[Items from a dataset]
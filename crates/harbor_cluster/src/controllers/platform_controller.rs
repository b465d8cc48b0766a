use std::sync::Arc;

use chrono::Utc;
use futures::{future::ready, future::BoxFuture, FutureExt, StreamExt};
use kube::{
    api::{Api, DeleteParams},
    client::Client,
    runtime::{
        controller::{self, Action, Controller},
        events::EventType,
        watcher,
    },
    Resource, ResourceExt,
};
use tokio::time::Duration;
use tracing::*;

use super::{
    class_filtered, ensure_crd, matches_class, merge_conditions, namespaced_api, object_key, owns_kinds, Context,
};
use crate::api::v1alpha1::*;
use crate::api::{Condition, StatusPhase, APPLIED_CONDITION, READY_CONDITION};
use crate::apply::{apply_object, Applier, Outcome};
use crate::harbor_client::OverallHealthStatus;
use crate::render::{api_prefix, normalize, platform, Component, ManifestKind, Policy};
use crate::util::errors::{ignore_not_found, Error, Result, StdError};
use crate::util::status::{is_status_condition_true, patch_status};

const CONTROLLER: &str = "platform";
const NOT_READY_REQUEUE: Duration = Duration::from_secs(30);

/// Result of applying one child resource.
#[derive(Debug)]
struct ChildOutcome {
    component: &'static str,
    result: Result<(Outcome, bool)>,
}

async fn apply_child<K: Component>(client: Client, child: K) -> ChildOutcome {
    let api = namespaced_api::<K>(&client, &child);
    let span = info_span!("component", component = K::COMPONENT, name = %child.name_any());
    let result = apply_object(&api, child, Policy::Converge)
        .instrument(span)
        .await
        .map(|(outcome, live)| {
            let ready = live
                .component_status()
                .map(|s| is_status_condition_true(&s.conditions, READY_CONDITION))
                .unwrap_or(false);
            (outcome, ready)
        });
    ChildOutcome {
        component: K::COMPONENT,
        result,
    }
}

/// Deletes the child of a disabled component, if present.
async fn delete_child<K: Component>(client: &Client, namespace: &str, name: &str) -> Result<()> {
    let api: Api<K> = Api::namespaced(client.clone(), namespace);
    if ignore_not_found(api.delete(name, &DeleteParams::default()).await)?.is_some() {
        info!("Deleted disabled {} '{}'", K::COMPONENT, name);
    }
    Ok(())
}

/// Health of the platform as reported by core, fetched through the API server proxy.
async fn core_health(client: &Client, platform: &Platform) -> Result<OverallHealthStatus> {
    let service = normalize(&format!("{}-core", platform.name_any()));
    let path = format!(
        "/api/v1/namespaces/{}/services/{service}:http/proxy{}/health",
        platform.namespace().unwrap_or_default(),
        api_prefix(&platform.spec.version),
    );
    let request = http::Request::get(path)
        .body(Vec::new())
        .map_err(|e| StdError::HttpError(e.to_string()))?;
    Ok(client.request::<OverallHealthStatus>(request).await?)
}

/// Ready condition from the reported health and the children still converging.
fn readiness(health: Option<&OverallHealthStatus>, pending: &[&str]) -> Condition {
    match health {
        None => Condition::new(READY_CONDITION, false, "CoreUnreachable", "health endpoint not reachable"),
        Some(health) if !health.is_healthy() => {
            let unhealthy: Vec<&str> = health
                .components
                .iter()
                .filter(|c| c.status != "healthy")
                .map(|c| c.name.as_str())
                .collect();
            Condition::new(
                READY_CONDITION,
                false,
                "Unhealthy",
                format!("unhealthy components: {}", unhealthy.join(", ")),
            )
        }
        Some(_) if !pending.is_empty() => Condition::new(
            READY_CONDITION,
            false,
            "ComponentsNotReady",
            format!("waiting for {}", pending.join(", ")),
        ),
        Some(_) => Condition::new(READY_CONDITION, true, "Healthy", "every component is healthy"),
    }
}

async fn write_status(
    ctx: &Context,
    platform: &Platform,
    phase: StatusPhase,
    conditions: Vec<Condition>,
    components: Option<Vec<ComponentHealth>>,
) -> Result<()> {
    let previous = platform.status.clone().unwrap_or_default();
    let conditions = merge_conditions(&previous.conditions, platform.meta().generation, conditions);
    let (reason, message) = conditions
        .iter()
        .find(|c| c.status != "True")
        .or_else(|| conditions.iter().find(|c| c.type_ == READY_CONDITION))
        .map(|c| (c.reason.clone(), c.message.clone()))
        .unwrap_or_default();
    let status = PlatformStatus {
        conditions,
        observed_generation: platform.meta().generation,
        status: phase,
        reason,
        message,
        components: components.unwrap_or(previous.components),
    };
    patch_status(
        &namespaced_api::<Platform>(&ctx.client, platform),
        &platform.name_any(),
        platform.status.as_ref(),
        &status,
    )
    .await
}

pub async fn reconcile(platform: Arc<Platform>, ctx: Arc<Context>) -> Result<Action> {
    let _timer = ctx.metrics.count_and_measure(CONTROLLER);
    ctx.diagnostics.write().await.last_event = Utc::now();

    if !matches_class(platform.as_ref(), &ctx.config.class_name) {
        return Ok(Action::await_change());
    }
    let key = object_key(platform.as_ref());
    let namespace = platform.namespace().unwrap_or_default();
    let name = platform.name_any();

    if platform.spec.paused {
        info!("{} is paused", key);
        write_status(
            &ctx,
            &platform,
            platform.status.as_ref().map(|s| s.status.clone()).unwrap_or_default(),
            vec![Condition::new(APPLIED_CONDITION, false, "Paused", "reconciliation is paused")],
            None,
        )
        .await?;
        return Ok(Action::await_change());
    }
    info!("Reconciling {}", key);

    let plan = platform::render(&platform);
    let mut report = Applier::new(ctx.client.clone()).apply(platform.as_ref(), plan.objects).await;
    if let Some((object, error)) = report.first_error() {
        let reason = error.reason("Apply");
        let message = format!("{object}: {error}");
        write_status(
            &ctx,
            &platform,
            StatusPhase::Fail,
            vec![
                Condition::new(APPLIED_CONDITION, false, &reason, message.clone()),
                Condition::new(READY_CONDITION, false, "NotApplied", ""),
            ],
            None,
        )
        .await?;
        ctx.publish_event(platform.as_ref(), EventType::Warning, "ApplyFailed", "Applying", message)
            .await;
        return match report.errors.drain(..).find(|(_, e)| e.is_transient()) {
            Some((_, error)) => Err(error),
            None => Ok(Action::await_change()),
        };
    }

    let children = plan.children;
    let client = &ctx.client;
    let mut applies: Vec<BoxFuture<'static, ChildOutcome>> = vec![
        apply_child(client.clone(), children.core).boxed(),
        apply_child(client.clone(), children.registry).boxed(),
        apply_child(client.clone(), children.job_service).boxed(),
        apply_child(client.clone(), children.portal).boxed(),
    ];
    match children.chart_museum {
        Some(child) => applies.push(apply_child(client.clone(), child).boxed()),
        None => delete_child::<ChartMuseum>(client, &namespace, &name).await?,
    }
    match children.scanner {
        Some(child) => applies.push(apply_child(client.clone(), child).boxed()),
        None => delete_child::<Scanner>(client, &namespace, &name).await?,
    }
    match (children.notary_server, children.notary_signer) {
        (Some(server), Some(signer)) => {
            applies.push(apply_child(client.clone(), server).boxed());
            applies.push(apply_child(client.clone(), signer).boxed());
        }
        _ => {
            delete_child::<NotaryServer>(client, &namespace, &name).await?;
            delete_child::<NotarySigner>(client, &namespace, &name).await?;
        }
    }

    let mut pending = Vec::new();
    let mut failure: Option<(&'static str, Error)> = None;
    for child in futures::future::join_all(applies).await {
        match child.result {
            Ok((_, true)) => {}
            Ok((_, false)) => pending.push(child.component),
            Err(error) => {
                warn!("Applying {} child of {} failed: {}", child.component, key, error);
                if failure.is_none() {
                    failure = Some((child.component, error));
                }
            }
        }
    }

    if let Some((component, error)) = failure {
        let reason = error.reason("ApplyComponent");
        write_status(
            &ctx,
            &platform,
            StatusPhase::Fail,
            vec![
                Condition::new(APPLIED_CONDITION, false, &reason, format!("{component}: {error}")),
                Condition::new(READY_CONDITION, false, "NotApplied", ""),
            ],
            None,
        )
        .await?;
        return if error.is_transient() {
            Err(error)
        } else {
            Ok(Action::await_change())
        };
    }

    let health = match core_health(client, &platform).await {
        Ok(health) => Some(health),
        Err(e) => {
            debug!("Health of {} not available: {}", key, e);
            None
        }
    };
    let ready = readiness(health.as_ref(), &pending);
    let is_ready = ready.status == "True";
    write_status(
        &ctx,
        &platform,
        if is_ready { StatusPhase::Ready } else { StatusPhase::Unknown },
        vec![
            Condition::new(APPLIED_CONDITION, true, "Applied", report.summary()),
            ready,
        ],
        health.map(|h| h.components),
    )
    .await?;

    ctx.backoff.reset(&key);
    if is_ready {
        Ok(Action::requeue(ctx.config.requeue_period))
    } else {
        Ok(Action::requeue(NOT_READY_REQUEUE.min(ctx.config.requeue_period)))
    }
}

fn error_policy(platform: Arc<Platform>, error: &Error, ctx: Arc<Context>) -> Action {
    warn!("reconcile failed: {:?}", error);
    ctx.metrics.reconcile_failure(CONTROLLER, platform.as_ref(), error);
    let delay = error
        .requeue_after()
        .unwrap_or_else(|| ctx.backoff.next_delay(&object_key(platform.as_ref())));
    Action::requeue(delay)
}

/// Kinds the platform renders next to its component children.
pub(crate) const PLATFORM_OWNED_KINDS: [ManifestKind; 4] = [
    ManifestKind::ConfigMap,
    ManifestKind::Secret,
    ManifestKind::Certificate,
    ManifestKind::Ingress,
];

/// Initialize the platform controller (given the crds are installed)
pub async fn run(client: Client, ctx: Arc<Context>) {
    ensure_crd::<Platform>(&client).await;

    let (reader, stream) = class_filtered(Api::<Platform>::all(client.clone()), ctx.config.class_name.clone());
    let controller = Controller::for_stream(stream, reader)
        .with_config(controller::Config::default().concurrency(ctx.config.concurrency))
        .owns(Api::<Core>::all(client.clone()), watcher::Config::default())
        .owns(Api::<Registry>::all(client.clone()), watcher::Config::default())
        .owns(Api::<JobService>::all(client.clone()), watcher::Config::default())
        .owns(Api::<Portal>::all(client.clone()), watcher::Config::default())
        .owns(Api::<ChartMuseum>::all(client.clone()), watcher::Config::default())
        .owns(Api::<Scanner>::all(client.clone()), watcher::Config::default())
        .owns(Api::<NotaryServer>::all(client.clone()), watcher::Config::default())
        .owns(Api::<NotarySigner>::all(client.clone()), watcher::Config::default());
    owns_kinds(controller, &client, &PLATFORM_OWNED_KINDS)
        .shutdown_on_signal()
        .run(reconcile, error_policy, ctx)
        .for_each(|res| {
            if let Err(e) = res {
                debug!("platform controller: {}", e);
            }
            ready(())
        })
        .await;
}
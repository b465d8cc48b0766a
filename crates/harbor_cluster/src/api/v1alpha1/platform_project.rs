use kube::CustomResource;
use schemars::JsonSchema;
use serde::{Deserialize, Serialize};

use crate::api::{conditions_schema, Condition, StatusPhase};

pub static PLATFORM_PROJECT_FINALIZER: &str = "platformproject.goharbor.io/finalizer";

/// A project on a remote Harbor, kept in line with this spec.
#[derive(CustomResource, Deserialize, Serialize, Clone, Debug, Default, PartialEq, JsonSchema)]
#[kube(kind = "PlatformProject", group = "goharbor.io", version = "v1alpha1", namespaced)]
#[kube(status = "PlatformProjectStatus", shortname = "hp")]
#[kube(
    printcolumn = r#"{"name":"Project", "type":"string", "jsonPath":".spec.projectName"}"#,
    printcolumn = r#"{"name":"ID", "type":"integer", "jsonPath":".status.projectId"}"#,
    printcolumn = r#"{"name":"Status", "type":"string", "jsonPath":".status.status"}"#
)]
#[serde(rename_all = "camelCase")]
pub struct PlatformProjectSpec {
    pub server_configuration: String,
    pub project_name: String,
    #[serde(default)]
    pub public: bool,
    /// Storage quota in bytes; -1 for unlimited.
    #[serde(default, skip_serializing_if = "Option::is_none")]
    pub storage_limit: Option<i64>,
    /// CVE IDs ignored when enforcing vulnerability policies.
    #[serde(default, skip_serializing_if = "Vec::is_empty")]
    pub cve_allow_list: Vec<String>,
    #[serde(default, skip_serializing_if = "Vec::is_empty")]
    pub members: Vec<ProjectMemberSpec>,
}

#[derive(Deserialize, Serialize, Clone, Debug, Default, PartialEq, Eq, JsonSchema)]
#[serde(rename_all = "camelCase")]
pub struct ProjectMemberSpec {
    /// User or group name.
    pub name: String,
    #[serde(default)]
    pub kind: MemberKind,
    /// One of projectAdmin, developer, guest or maintainer.
    pub role: String,
}

#[derive(Deserialize, Serialize, Clone, Copy, Debug, Default, PartialEq, Eq, JsonSchema)]
#[serde(rename_all = "lowercase")]
pub enum MemberKind {
    #[default]
    User,
    Group,
}

#[derive(Deserialize, Serialize, Clone, Default, Debug, JsonSchema)]
#[serde(rename_all = "camelCase")]
pub struct PlatformProjectStatus {
    #[serde(default)]
    #[schemars(schema_with = "conditions_schema")]
    pub conditions: Vec<Condition>,
    #[serde(default, skip_serializing_if = "Option::is_none")]
    pub observed_generation: Option<i64>,
    #[serde(default)]
    pub status: StatusPhase,
    #[serde(default, skip_serializing_if = "String::is_empty")]
    pub reason: String,
    #[serde(default, skip_serializing_if = "String::is_empty")]
    pub message: String,
    #[serde(default, skip_serializing_if = "Option::is_none")]
    pub project_id: Option<i64>,
    #[serde(default, skip_serializing_if = "Option::is_none")]
    pub quota_id: Option<i64>,
    /// Fingerprint of the last reconciled membership.
    #[serde(default, skip_serializing_if = "Option::is_none")]
    pub members_hash: Option<String>,
}
pub mod config;
pub mod errors;
pub mod metrics;
pub mod retry;
pub mod status;
pub mod telemetry;
use std::fmt;
use thiserror::Error;
use tokio::time::Duration;

#[derive(Error, Debug)]
pub enum StdError {
    #[error("JsonSerializationError: {0}")]
    JsonSerializationError(#[source] serde_json::Error),

    #[error("Kube Error: {0}")]
    KubeError(#[source] kube::Error),

    #[error("Finalizer Error: {0}")]
    // NB: awkward type because finalizer::Error embeds the reconciler error (which is this)
    // so boxing this error to break cycles
    FinalizerError(#[source] Box<kube::runtime::finalizer::Error<Error>>),

    #[error("MetadataMissing: {0}")]
    MetadataMissing(String),

    #[error("InvalidArgument: {0}")]
    InvalidArgument(String),

    #[error("UnsupportedVersion: no image known for {component} at version {version}")]
    UnsupportedVersion { component: String, version: String },

    #[error("NotFound: {0}")]
    NotFound(String),

    #[error("DecodingError: {0}")]
    DecodingError(String),

    #[error("HttpError: {0}")]
    HttpError(String),

    #[error("RemoteError: status {status}: {body}")]
    RemoteError { status: u16, body: String },
}

impl StdError {
    pub fn metric_label(&self) -> String {
        let label = format!("{self:?}");
        label
            .split(['(', ' ', '{'])
            .next()
            .unwrap_or_default()
            .to_lowercase()
    }

    /// Transient errors are worth retrying without any change to the spec.
    pub fn is_transient(&self) -> bool {
        match self {
            StdError::KubeError(kube::Error::Api(resp)) => {
                resp.code == 409 || resp.code == 429 || resp.code >= 500
            }
            StdError::KubeError(_) => true,
            StdError::HttpError(_) => true,
            StdError::RemoteError { status, .. } => *status == 429 || *status >= 500,
            StdError::FinalizerError(inner) => match inner.as_ref() {
                kube::runtime::finalizer::Error::ApplyFailed(e)
                | kube::runtime::finalizer::Error::CleanupFailed(e) => e.is_transient(),
                _ => true,
            },
            _ => false,
        }
    }

    /// Conflicts only mean the resource version moved underneath us.
    pub fn is_conflict(&self) -> bool {
        matches!(self, StdError::KubeError(kube::Error::Api(resp)) if resp.code == 409)
    }
}

impl From<kube::Error> for StdError {
    fn from(e: kube::Error) -> Self {
        StdError::KubeError(e)
    }
}

impl From<serde_json::Error> for StdError {
    fn from(e: serde_json::Error) -> Self {
        StdError::JsonSerializationError(e)
    }
}

#[derive(Error, Debug)]
pub struct ErrorWithRequeue {
    pub duration: Duration,
    pub error: StdError,
}

impl ErrorWithRequeue {
    pub fn new(error: StdError, duration: Duration) -> ErrorWithRequeue {
        ErrorWithRequeue { error, duration }
    }

    pub fn metric_label(&self) -> String {
        self.error.metric_label()
    }
}

impl fmt::Display for ErrorWithRequeue {
    fn fmt(&self, f: &mut fmt::Formatter) -> fmt::Result {
        write!(f, "{}", self.error)
    }
}

#[derive(Error, Debug)]
pub enum Error {
    #[error("Standard Error: {0}")]
    StdError(#[source] StdError),

    #[error("Error With Requeue: {0}")]
    ErrorWithRequeue(#[source] ErrorWithRequeue),
}

impl Error {
    pub fn metric_label(&self) -> String {
        match self {
            Error::StdError(e) => e.metric_label(),
            Error::ErrorWithRequeue(e) => e.metric_label(),
        }
    }

    pub fn inner(&self) -> &StdError {
        match self {
            Error::StdError(e) => e,
            Error::ErrorWithRequeue(e) => &e.error,
        }
    }

    pub fn is_transient(&self) -> bool {
        match self {
            Error::StdError(e) => e.is_transient(),
            Error::ErrorWithRequeue(_) => true,
        }
    }

    /// Condition reason for a failure during `stage`, e.g. `ApplyProjectError`.
    pub fn reason(&self, stage: &str) -> String {
        format!("{stage}Error")
    }

    pub fn requeue_after(&self) -> Option<Duration> {
        match self {
            Error::ErrorWithRequeue(e) => Some(e.duration),
            Error::StdError(_) => None,
        }
    }

    pub fn with_requeue(error: StdError, duration: Duration) -> Error {
        Error::ErrorWithRequeue(ErrorWithRequeue::new(error, duration))
    }
}

impl From<StdError> for Error {
    fn from(e: StdError) -> Self {
        Error::StdError(e)
    }
}

impl From<kube::Error> for Error {
    fn from(e: kube::Error) -> Self {
        Error::StdError(StdError::KubeError(e))
    }
}

impl From<serde_json::Error> for Error {
    fn from(e: serde_json::Error) -> Self {
        Error::StdError(StdError::JsonSerializationError(e))
    }
}

pub type Result<T, E = Error> = std::result::Result<T, E>;

/// Returns `Ok(None)` for a 404 from the API server.
pub fn ignore_not_found<T>(res: std::result::Result<T, kube::Error>) -> Result<Option<T>> {
    match res {
        Ok(v) => Ok(Some(v)),
        Err(kube::Error::Api(resp)) if resp.code == 404 => Ok(None),
        Err(e) => Err(e.into()),
    }
}
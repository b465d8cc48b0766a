use std::sync::Arc;

use chrono::Utc;
use futures::{future::ready, StreamExt};
use kube::{
    api::Api,
    client::Client,
    runtime::controller::{self, Action, Controller},
    Resource, ResourceExt,
};
use tokio::time::Duration;
use tracing::*;

use super::{class_filtered, ensure_crd, matches_class, merge_conditions, object_key, Context};
use crate::api::v1alpha1::ServerConfiguration;
use crate::api::{ComponentStatus, Condition, StatusPhase, READY_CONDITION};
use crate::harbor_client::{HarborClient, OverallHealthStatus};
use crate::util::errors::{Error, Result};
use crate::util::status::patch_status;

const CONTROLLER: &str = "serverconfiguration";
const HEALTH_PERIOD: Duration = Duration::from_secs(5 * 60);

/// Phase and Ready condition for the outcome of a health check.
fn health_verdict(health: &Result<OverallHealthStatus>) -> (StatusPhase, Condition) {
    match health {
        Ok(health) if health.is_healthy() => (
            StatusPhase::Ready,
            Condition::new(READY_CONDITION, true, "Healthy", "server reports healthy"),
        ),
        Ok(health) => {
            let failing: Vec<String> = health
                .components
                .iter()
                .filter(|c| c.status != "healthy")
                .map(|c| match &c.error {
                    Some(error) => format!("{}: {}", c.name, error),
                    None => c.name.clone(),
                })
                .collect();
            (
                StatusPhase::Fail,
                Condition::new(READY_CONDITION, false, "Unhealthy", failing.join("; ")),
            )
        }
        Err(error) => (
            StatusPhase::Fail,
            Condition::new(READY_CONDITION, false, "Unhealthy", error.to_string()),
        ),
    }
}

pub async fn reconcile(config: Arc<ServerConfiguration>, ctx: Arc<Context>) -> Result<Action> {
    let _timer = ctx.metrics.count_and_measure(CONTROLLER);
    ctx.diagnostics.write().await.last_event = Utc::now();

    if !matches_class(config.as_ref(), &ctx.config.class_name) {
        return Ok(Action::await_change());
    }
    let key = object_key(config.as_ref());
    debug!("Checking health of {} at {}", key, config.spec.server_url);

    let health = match HarborClient::from_server_configuration(&ctx.client, &config).await {
        Ok(client) => client.check_health().await,
        Err(e) => Err(e),
    };
    if let Err(e) = &health {
        warn!("{} is unreachable: {}", key, e);
    }
    let (phase, condition) = health_verdict(&health);

    let previous = config.status.clone().unwrap_or_default();
    let status = ComponentStatus {
        conditions: merge_conditions(&previous.conditions, config.meta().generation, vec![condition.clone()]),
        observed_generation: config.meta().generation,
        status: phase,
        reason: condition.reason,
        message: condition.message,
        replicas: None,
    };
    let api: Api<ServerConfiguration> = Api::all(ctx.client.clone());
    patch_status(&api, &config.name_any(), config.status.as_ref(), &status).await?;

    Ok(Action::requeue(HEALTH_PERIOD))
}

fn error_policy(config: Arc<ServerConfiguration>, error: &Error, ctx: Arc<Context>) -> Action {
    warn!("reconcile failed: {:?}", error);
    ctx.metrics.reconcile_failure(CONTROLLER, config.as_ref(), error);
    let delay = error
        .requeue_after()
        .unwrap_or_else(|| ctx.backoff.next_delay(&object_key(config.as_ref())));
    Action::requeue(delay)
}

/// Initialize the server configuration controller (given the crds are installed)
pub async fn run(client: Client, ctx: Arc<Context>) {
    ensure_crd::<ServerConfiguration>(&client).await;

    let (reader, stream) = class_filtered(
        Api::<ServerConfiguration>::all(client.clone()),
        ctx.config.class_name.clone(),
    );
    Controller::for_stream(stream, reader)
        .with_config(controller::Config::default().concurrency(ctx.config.concurrency))
        .shutdown_on_signal()
        .run(reconcile, error_policy, ctx)
        .for_each(|res| {
            if let Err(e) = res {
                debug!("server configuration controller: {}", e);
            }
            ready(())
        })
        .await;
}

#[cfg(test)]
mod tests {
    use super::*;
    use crate::api::v1alpha1::ComponentHealth;
    use crate::util::errors::StdError;

    #[test]
    fn healthy_server_is_ready() {
        let health = Ok(OverallHealthStatus {
            status: "healthy".to_string(),
            components: vec![],
        });
        let (phase, condition) = health_verdict(&health);
        assert_eq!(phase, StatusPhase::Ready);
        assert_eq!(condition.status, "True");
    }

    #[test]
    fn failing_components_are_listed_with_their_errors() {
        let health = Ok(OverallHealthStatus {
            status: "unhealthy".to_string(),
            components: vec![
                ComponentHealth {
                    name: "core".to_string(),
                    status: "healthy".to_string(),
                    error: None,
                },
                ComponentHealth {
                    name: "database".to_string(),
                    status: "unhealthy".to_string(),
                    error: Some("connection refused".to_string()),
                },
            ],
        });
        let (phase, condition) = health_verdict(&health);
        assert_eq!(phase, StatusPhase::Fail);
        assert_eq!(condition.reason, "Unhealthy");
        assert_eq!(condition.message, "database: connection refused");
    }

    #[test]
    fn unreachable_server_fails() {
        let health = Err(StdError::HttpError("timed out".to_string()).into());
        let (phase, condition) = health_verdict(&health);
        assert_eq!(phase, StatusPhase::Fail);
        assert!(condition.message.contains("timed out"));
    }
}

▶ _Task instructions_: All lines in the records above that contain "reason" are to be reported.

▶ _Exercise response_:
    let (reason, message) = conditions
        .map(|c| (c.reason.clone(), c.message.clone()))
        reason,
        let reason = error.reason("Apply");
                Condition::new(APPLIED_CONDITION, false, &reason, message.clone()),
        let reason = error.reason("ApplyComponent");
                Condition::new(APPLIED_CONDITION, false, &reason, format!("{component}: {error}")),
    pub reason: String,
    /// Condition reason for a failure during `stage`, e.g. `ApplyProjectError`.
    pub fn reason(&self, stage: &str) -> String {
        reason: condition.reason,
        assert_eq!(condition.reason, "Unhealthy");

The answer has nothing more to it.